Since its first report in 1998 by Ebbesen et al., the extraordinary transmission of light through an array of sub-wavelength apertures in an otherwise opaque metal film has resulted in equally-extraordinary activity in this and related phenomena in nanophotonics. In fact, as of the publication of this Focus Issue, the 1998 Ebbesen Nature paper has been referenced nearly 300 times. Given this level of activity, it comes as no surprise that multiple explanations exist as to the origin of extraordinary transmission through periodic arrays of sub-wavelength apertures (as evidenced by contributions in this Focus Issue). Even as the physical mechanisms are being investigated, we are witnessing the emergence of significant applications of these sub-wavelength structured surfaces, from their use as simple passive components to their use in electro-luminescent devices and biological sensors.

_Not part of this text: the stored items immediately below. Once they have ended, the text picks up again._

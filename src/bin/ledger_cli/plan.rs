//! `plan`: chunk and price a file without importing it.

use anyhow::{anyhow, Result};
use clap::Parser;
use std::path::PathBuf;

use ledger_import::ImportOrchestrator;

use super::{output, status_store, ChainArgs, LimitArgs};

#[derive(Parser, Debug)]
pub struct PlanCmd {
    /// JSON file with a `ledgerToEntries` array
    pub file: PathBuf,

    /// Chunk size bound in bytes before gas optimization (default: 5000000)
    pub max_chunk_size_bytes: Option<usize>,

    #[command(flatten)]
    pub chain: ChainArgs,

    #[command(flatten)]
    pub limits: LimitArgs,
}

impl PlanCmd {
    pub async fn execute(&self, json_output: bool, verbose: bool) -> Result<()> {
        if !self.file.exists() {
            return Err(anyhow!("import file {} not found", self.file.display()));
        }
        let (chain, signer) = self.chain.open()?;
        let orchestrator = ImportOrchestrator::for_chain(
            self.limits.config(self.max_chunk_size_bytes),
            status_store(None),
            chain,
            signer,
        );
        let plan = orchestrator.plan(&self.file).await?;
        output::print_plan(&plan, json_output, verbose)
    }
}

In assembling this Focus Issue, we attempted to strike a balance between theory and experiment, physics and applications, bearing in mind that the entire breadth of activity cannot be represented by a limited number of contributions. The Focus Issue starts off with contributions from L. Martin-Moreno and F. J. Garcia-Vidal, H. J. Lezec and T. Thio, and Gérard et al., which discuss physical mechanisms underlying extraordinary transmission through periodic structured surfaces. The contribution from H. Cao and A. Nahata studies the effect of aperture shape on extraordinary transmission via THz time-domain measurement, while S. Wedge and W. L. Barnes and Y. Liu and S. Blair study the transmission of incoherent light produced by photoluminescence from organic layers in proximity to periodic structured surfaces. Another important structure is the single sub-wavelength aperture surrounded by periodic annular corrugation, which is discussed in the contribution from A. Degiron and T. W. Ebbesen. The final contribution by Bakker et al. explores a new mechanism for enhanced transmission via spatially-modulated layered metallic structures.
In closing, we believe that the current state-of-the-art represents just the initial stage in the physics, engineering, and application of phenomena associated with extraordinary light transmission. We hope that this Focus Issue provides insight to researchers within as well as outside of this field of study, and helps to motivate continued progress.